What you need to do:
This exercise asks for every line of the material that contains the word "trait".
*** Opening of Records to process ***
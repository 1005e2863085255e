//! Record self-description.
//!
//! A record type implements [`Structure::describe`] once, listing its
//! persisted fields and its identifier capabilities on a [`Schema`]. The
//! codec registry turns that description into a validated [`Codec`](super::Codec).

use once_cell::sync::OnceCell;

use crate::error::{CodecError, TesseraResult};
use crate::key::Key;

use super::field::FieldValue;
use super::{NestedSlot, NestedVecSlot, ScalarSlot, Slot};

/// A struct-like type whose fields the codec can flatten into properties.
///
/// Nested value types only need this trait; top-level records also
/// implement [`Record`].
pub trait Structure: Default + Send + Sync + 'static {
    fn describe(schema: &mut Schema<Self>);
}

/// A top-level record stored under its own key.
///
/// Hooks default to no-ops. A failing `before_save`/`after_save` aborts the
/// save before any backend call; a failing load hook fails the decode.
pub trait Record: Structure + Clone {
    /// Kind of every key derived from this record type.
    const KIND: &'static str;

    fn before_save(&mut self) -> TesseraResult<()> {
        Ok(())
    }

    fn after_save(&mut self) -> TesseraResult<()> {
        Ok(())
    }

    fn before_load(&mut self) -> TesseraResult<()> {
        Ok(())
    }

    fn after_load(&mut self) -> TesseraResult<()> {
        Ok(())
    }
}

/// Per-field modifiers.
#[derive(Debug, Clone, Copy, PartialEq, Eq, Default)]
pub struct FieldOptions {
    pub indexed: bool,
    pub omit_empty: bool,
    /// Indexed, except when the value is empty (the property is still written).
    pub index_omit_empty: bool,
    /// Nested fields only: children are not prefixed with this field's name.
    pub inline: bool,
}

/// Chained modifiers for the field just declared.
pub struct FieldBuilder<'a> {
    options: &'a mut FieldOptions,
}

impl FieldBuilder<'_> {
    pub fn indexed(self) -> Self {
        self.options.indexed = true;
        self
    }

    pub fn omit_empty(self) -> Self {
        self.options.omit_empty = true;
        self
    }

    pub fn index_omit_empty(self) -> Self {
        self.options.index_omit_empty = true;
        self
    }

    pub fn inline(self) -> Self {
        self.options.inline = true;
        self
    }
}

pub(crate) struct FieldDecl<S> {
    pub(crate) name: String,
    pub(crate) options: FieldOptions,
    pub(crate) slot: Box<dyn Slot<S>>,
}

// ============================================================================
// CAPABILITIES
// ============================================================================

/// How a record exposes its own identifier.
pub enum Identity<S> {
    Missing,
    Numeric {
        get: fn(&S) -> &i64,
        get_mut: fn(&mut S) -> &mut i64,
    },
    Text {
        get: fn(&S) -> &String,
        get_mut: fn(&mut S) -> &mut String,
    },
}

/// How a record exposes its parent key, if at all.
pub enum Parent<S> {
    Missing,
    Numeric {
        kind: &'static str,
        get: fn(&S) -> &i64,
        get_mut: fn(&mut S) -> &mut i64,
    },
    Text {
        kind: &'static str,
        get: fn(&S) -> &String,
        get_mut: fn(&mut S) -> &mut String,
    },
    Key {
        get: fn(&S) -> &Option<Key>,
        get_mut: fn(&mut S) -> &mut Option<Key>,
    },
}

/// Identifier capabilities resolved once per type and kept on its codec.
pub struct Capabilities<S> {
    pub identity: Identity<S>,
    pub parent: Parent<S>,
}

impl<S> Capabilities<S> {
    pub fn has_identity(&self) -> bool {
        !matches!(self.identity, Identity::Missing)
    }

    pub fn has_parent(&self) -> bool {
        !matches!(self.parent, Parent::Missing)
    }
}

// ============================================================================
// SCHEMA BUILDER
// ============================================================================

/// Collects the field declarations and capabilities of `S`.
pub struct Schema<S> {
    pub(crate) fields: Vec<FieldDecl<S>>,
    pub(crate) capabilities: Capabilities<S>,
    pub(crate) errors: Vec<CodecError>,
}

impl<S: Structure> Schema<S> {
    pub(crate) fn new() -> Self {
        Self {
            fields: Vec::new(),
            capabilities: Capabilities {
                identity: Identity::Missing,
                parent: Parent::Missing,
            },
            errors: Vec::new(),
        }
    }

    fn push(&mut self, name: &str, slot: Box<dyn Slot<S>>) -> FieldBuilder<'_> {
        self.fields.push(FieldDecl {
            name: name.to_string(),
            options: FieldOptions::default(),
            slot,
        });
        let index = self.fields.len() - 1;
        FieldBuilder {
            options: &mut self.fields[index].options,
        }
    }

    /// Declare a scalar, repeated or map field.
    pub fn field<T: FieldValue>(
        &mut self,
        name: &str,
        get: fn(&S) -> &T,
        get_mut: fn(&mut S) -> &mut T,
    ) -> FieldBuilder<'_> {
        self.push(name, Box::new(ScalarSlot { get, get_mut }))
    }

    /// Declare a nested value type; its properties are written as `name.child`.
    pub fn nested<T: Structure>(
        &mut self,
        name: &str,
        get: fn(&S) -> &T,
        get_mut: fn(&mut S) -> &mut T,
    ) -> FieldBuilder<'_> {
        self.push(
            name,
            Box::new(NestedSlot {
                get,
                get_mut,
                codec: OnceCell::new(),
            }),
        )
    }

    /// Declare a sequence of nested value types; every child property is multi-valued.
    pub fn nested_vec<T: Structure>(
        &mut self,
        name: &str,
        get: fn(&S) -> &Vec<T>,
        get_mut: fn(&mut S) -> &mut Vec<T>,
    ) -> FieldBuilder<'_> {
        self.push(
            name,
            Box::new(NestedVecSlot {
                get,
                get_mut,
                codec: OnceCell::new(),
            }),
        )
    }

    fn set_identity(&mut self, identity: Identity<S>) {
        if self.capabilities.has_identity() {
            self.errors.push(CodecError::ConflictingCapability {
                record: std::any::type_name::<S>().to_string(),
                capability: "identifier",
            });
            return;
        }
        self.capabilities.identity = identity;
    }

    fn set_parent(&mut self, parent: Parent<S>) {
        if self.capabilities.has_parent() {
            self.errors.push(CodecError::ConflictingCapability {
                record: std::any::type_name::<S>().to_string(),
                capability: "parent",
            });
            return;
        }
        self.capabilities.parent = parent;
    }

    /// The record's numeric identifier; zero means "let the backend assign one".
    pub fn numeric_id(&mut self, get: fn(&S) -> &i64, get_mut: fn(&mut S) -> &mut i64) {
        self.set_identity(Identity::Numeric { get, get_mut });
    }

    pub fn text_id(&mut self, get: fn(&S) -> &String, get_mut: fn(&mut S) -> &mut String) {
        self.set_identity(Identity::Text { get, get_mut });
    }

    /// Parent key of `kind` built from a numeric id; zero means no parent.
    pub fn numeric_parent(
        &mut self,
        kind: &'static str,
        get: fn(&S) -> &i64,
        get_mut: fn(&mut S) -> &mut i64,
    ) {
        self.set_parent(Parent::Numeric { kind, get, get_mut });
    }

    /// Parent key of `kind` built from a text id; empty means no parent.
    pub fn text_parent(
        &mut self,
        kind: &'static str,
        get: fn(&S) -> &String,
        get_mut: fn(&mut S) -> &mut String,
    ) {
        self.set_parent(Parent::Text { kind, get, get_mut });
    }

    /// Parent key stored verbatim, for arbitrarily deep ancestor paths.
    pub fn parent_key(
        &mut self,
        get: fn(&S) -> &Option<Key>,
        get_mut: fn(&mut S) -> &mut Option<Key>,
    ) {
        self.set_parent(Parent::Key { get, get_mut });
    }
}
*** Close of Records to process ***
Solved exercise:
/// Nested value types only need this trait; top-level records also
pub trait Structure: Default + Send + Sync + 'static {
pub trait Record: Structure + Clone {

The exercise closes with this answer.